Saturday, January 18, 2014

Ratification of the CRPD, a Story that Has Legs, or Should I Say Wheels

 A friend of mine is actively promoting a non-profit organization, started by a civilian who worked in Iraq, Brad Blauser. He started Wheelchairs for Kids International (www.kidchairs4life.org). Brad got the idea from a military physician who asked for his help. The doctor was seeing many children, who could not walk, crawling on the ground because the children did not have access to wheelchairs of the appropriate size.

Brad got his colleagues, friends, and family involved. The response was amazing. Through 2012, 1,345 children received customized chairs through Brad's efforts. He figured out ways to keep production costs down. And at one point, the cost of shipping a chair was more than the production cost! One year he was recognized as one of CNN's Top Ten Heroes.

But as with many good ideas, interest and support wanes unless one has an aggressive, well-funded publicity campaign. That is why my friend highlighted Wheelchairs for Kids International on www.facebook.com/RatifyCRPD, to bring new attention to the Brad's efforts.

What's this story got to do with the CRPD? Well, a parent who adopted a child from Ukraine, who uses a wheelchair, commented on www.facebook.com/RatifyCRPD that -- what good would a wheelchair be if the place where a child lives is inaccessible? 

The answer is clear, if not obvious. If more and more children, who need wheelchairs, can get ones that fit them, more and more kids will venture out of their homes or want to. Expectations will change. Slowly, and perhaps not so slowly, communities will become more accessible because of what these kids, their friends, and families expect. Expectations such as these are magic imbedded in the CRPD. Each and every effort, no matter how small, to extend rights and opportunities for persons with disabilities will foster changes in expectations, alter the social landscape, and lead everyone to enthusiastically embrace universal design and its benefits for everyone.

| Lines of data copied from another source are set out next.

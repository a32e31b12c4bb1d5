//! # Boptone Common Library
//!
//! Shared code for the Boptone quality-control tooling:
//! - Error type shared by all crates
//! - Configuration file resolution and TOML loading
//! - Logging initialisation

pub mod config;
pub mod error;
pub mod logging;

pub use error::{Error, Result};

The U.S. Senate needs to ratify the CRPD, so that we can be a full partner in this exciting future. Please, let's roll!

Thank you.
Common Grounder

Friday, January 17, 2014

CRPD and Plan B

On January 15, 2014, Senator Corker, the ranking Republican on the Senate Foreign Relations Committee, met with Tennessee advocates for persons with disabilities. Senator Corker expressed his opposition to the ratification of the Convention on Rights of Persons with Disabilities (CRPD) on December 20, 2013. The Tennessee advocates, lead by Carol Westlake, Executive Director, Tennessee Disability Coalition, welcomed and were pleased that Senator Corker agreed to meet with them. By all accounts it was a long, open exchange of points of view (http://www.tennessean.com/apps/pbcs.dll/articleAID=2014301160120). That was good, but Senator Corker did not change his position. He remains concerned that ratification of the CRPD would undermine U.S. sovereignty. Well, in spite of the Tennessee advocates' heart-felt efforts to convince Senator Corker to change his position and support ratification of the CRPD, we must respect the Senator's decision not to. We must move on.  We need to reach out to other members of the Senate Foreign Relations Committee and attempt to find others, who, like Senator Barrasso and McCain, on the Republican side, would also support ratification and hope, because he is a gentleman, Senator Corker would not actively counter our efforts.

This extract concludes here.